I never wear brown with grey. They don’t suit me.
*
It only lasted a few minutes. I’d recovered by the time the Boss came home with a copy of the Telegraph. Slobber was on his heels, tail wagging cheerily. I grabbed a kitchen towel and wiped the strings of spittle from Slobber’s chops. No one mentions, when you buy a pedigree dog, that the damn thing will spend its days frothing at the mouth and sliming everything. In other respects he’s a decent pooch, good natured and a sight better company than our foul cat, That Thing, who’ll sink her claws into you as soon as look at you. We used to have a cat years ago, a sweet-tempered rescue-kitten. This one simply moved in and wouldn’t be budged. Slobber objected, of course, but once she’d given him a good hiding, he bowed to the inevitable. As did we. Both of us hate the cat, but it seems there’s nothing to be done about her. You’d think the answer would be easy, wouldn’t you? Drown her or something? Apparently we’re neither of us cat slayers, whatever other kind of murderer some of us may be.
*
Note: Google “senile dementia” and see where it leads. Pray to God it doesn’t describe me and what happened this morning.

Second note: Keep that last note to myself. My first instinct was to write it down and stuck stick it to the fridge with a magnet next to the number for the Indian take-away. Probably not a good idea.
*
These days we’ve all become familiar with computers. Even those of ‘mature years’ as the media call us, making us sound like a ripe cheese. We treat them as extensions of ourselves: repositories of our memories. I may forget stuff but my electronic pal doesn’t. I treat it as a friend – no, as a therapist, who listens quietly, takes notes and doesn’t judge. On my bad days, I think my scribbles (except one doesn’t scribble on a laptop) may turn into a Virginia-bloody-Woolf stream of consciousness novel: Mrs. Dalloway, which I’ve had for thirty years in one of those faux leather covered reprints that I’ve never read and never shall.

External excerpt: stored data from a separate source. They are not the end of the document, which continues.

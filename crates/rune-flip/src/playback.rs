//! Playback: handing animations to the timeline, per-frame stepping and
//! finishing.

use tracing::{debug, trace};

use crate::animation::{AnimationId, PlayState, Sample};
use crate::config::Phase;
use crate::engine::FlipEngine;
use crate::events::FlipEvent;
use crate::host::Host;
use crate::node::{NodeKey, NodeState};
use crate::transform::{ParentFrame, frame_transform};

impl<H: Host> FlipEngine<H> {
    /// Step every animation queued for this frame. Hosts call this once per
    /// rendered frame after
    /// [`AnimationTimeline::request_frame`](crate::AnimationTimeline::request_frame).
    pub fn on_frame(&mut self, now_ms: f64) {
        let entries = self.frames.take();
        trace!(now_ms, animations = entries.len(), "flip frame");
        self.step(&entries);
    }

    /// Start the node's prepared animation and run its first step.
    pub(crate) fn play(&mut self, key: NodeKey) {
        let Some(node) = self.registry.get_mut(key) else {
            return;
        };
        let node_id = node.id().to_string();
        let Some(anim) = node.animation.as_mut() else {
            return;
        };
        if anim.play_state != PlayState::Idle {
            return;
        }

        let options = anim.timeline_options();
        anim.timeline = Some(self.host.play(&anim.element, &anim.keyframes, &options));
        anim.play_state = PlayState::Running;
        let (id, phase) = (anim.id, anim.phase);

        debug!(
            node_id = %node_id,
            %phase,
            duration_ms = options.duration_ms,
            "flip animation started"
        );
        self.events.push(FlipEvent::Started {
            animation_id: id,
            node_id,
            phase,
        });
        self.stats.animations_started += 1;
        self.step(&[(key, id)]);
    }

    fn step(&mut self, entries: &[(NodeKey, AnimationId)]) {
        let mut finished = Vec::new();
        let mut running = Vec::new();

        // Sample everything first so children undo this frame's parent values.
        for &(key, id) in entries {
            let Some(anim) = self
                .registry
                .get_mut(key)
                .and_then(|node| node.animation.as_mut())
                .filter(|anim| anim.id == id && anim.play_state == PlayState::Running)
            else {
                continue;
            };
            anim.frame = None;
            let elapsed = anim.timeline.and_then(|handle| self.host.current_time(handle));
            match anim.sample(elapsed) {
                Sample::Done => finished.push(key),
                Sample::Waiting => running.push((key, id, false)),
                Sample::Running => running.push((key, id, true)),
            }
        }

        for key in finished {
            self.finish_animation(key, false);
        }
        for (key, id, write) in running {
            if write {
                self.write_transform(key);
            }
            self.queue_frame(key, id);
        }
    }

    /// Write the live transform, undoing whatever the parent's animation has
    /// applied at this instant.
    fn write_transform(&mut self, key: NodeKey) {
        let Some(anim) = self.registry.get(key).and_then(|node| node.animation()) else {
            return;
        };

        let parent = match (anim.parent, anim.offset_from_parent) {
            (Some(parent), Some(offset)) => self
                .registry
                .get(parent)
                .and_then(|node| node.animation())
                .map(|parent| ParentFrame {
                    live: parent.visible_transform(),
                    offset,
                    undo_translation: !anim.relative && anim.from.has_translation(),
                }),
            _ => None,
        };

        let css = frame_transform(&anim.live.value, parent.as_ref()).to_css();
        self.host.set_transform(&anim.element, &css);
    }

    fn queue_frame(&mut self, key: NodeKey, id: AnimationId) {
        let (handle, first) = self.frames.queue((key, id));
        if let Some(anim) = self
            .registry
            .get_mut(key)
            .and_then(|node| node.animation.as_mut())
        {
            anim.frame = Some(handle);
        }
        if first {
            self.host.request_frame();
        }
    }

    /// Finish the node's animation, naturally or `forced` by a newer batch.
    ///
    /// Commits the final state: clears the transform, applies the phase's
    /// end-of-life effect and resolves the completion signal last. Does
    /// nothing for an animation that already finished.
    pub(crate) fn finish_animation(&mut self, key: NodeKey, forced: bool) {
        let Some(node) = self.registry.get_mut(key) else {
            return;
        };
        let Some(anim) = node.animation.as_mut() else {
            return;
        };
        if !anim.mark_finished() {
            return;
        }

        if let Some(frame) = anim.frame.take() {
            self.frames.cancel(frame);
        }
        if let Some(timeline) = anim.timeline.take() {
            self.host.finish(timeline);
        }
        self.host.set_transform(&anim.element, "");

        let (id, phase) = (anim.id, anim.phase);
        let element = anim.element.clone();
        let completion = anim.completion.clone();
        if phase == Phase::Enter && node.state == NodeState::Entering {
            node.state = NodeState::Updating;
        }
        let node_id = node.id().to_string();
        let registered = node.registered;

        debug!(node_id = %node_id, %phase, forced, "flip animation finished");
        self.events.push(FlipEvent::Finished {
            animation_id: id,
            node_id: node_id.clone(),
            phase,
            forced,
        });
        self.stats.animations_finished += 1;
        if forced {
            self.stats.forced_finishes += 1;
        }

        if phase == Phase::Exit {
            self.host.remove(&element);
            self.events.push(FlipEvent::Removed { node_id });
        }
        if !registered {
            self.registry.release(key);
        }
        completion.resolve();
    }
}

If I go barmy, this will be the record of my barmyness. If I commit a crime – not that I have anything in mind – this will be the record of my crime. Some record! It’ll be scattered with shopping lists, recipes and telephone numbers.
Maybe I’m depressed rather than senile? I wonder which is preferable? Has anyone ever asked? Taken a poll?
I should send Mrs. Dalloway to the charity shop for some poor sod to pick up. Sometimes I’m not a nice person.
*
I’ve seen a client. Boring. The Boss is dozing on the couch, roaring away in his sleep. That Thing is sitting on his chest looking at him evilly as if she knows her fur makes him sneeze. Slobber is drooling in his basket and occasionally amusing himself by gnawing the edge; I’m for ever sweeping up bits of wicker work.
When the Boss sleeps, his face relaxes. These days it’s full of wrinkles and slack flesh. The pores in his nose are like strawberry pips. His eyebrows are an untrimmed thicket. The changes creep up so slowly one gets used to them and never makes a judgment. I don’t see him with the same starkness as when I examine the old codgers queuing at the post office. Something comes between my eyes and him: the ghost of the man I fell in love with; a gossamer face that overlays the one I’m looking at. God but he used to be handsome! Some women say he still is, but we lie about these things to be sociable.
A man takes his wife to the doctor is the beginning of a joke. A woman goes to the doctor is the beginning of a tragedy. We know these things instinctively.
I should probably go to the doctor. Perhaps it’s just a vitamin deficiency? Or my shoes are too tight?
Actually this pair is too tight: Gabor aren’t always what they’re cracked up to be.
I need to find out if anything’s wrong with me, because I have an idea in my head and I want to know if it’s true.
I have this notion that the Boss has killed someone.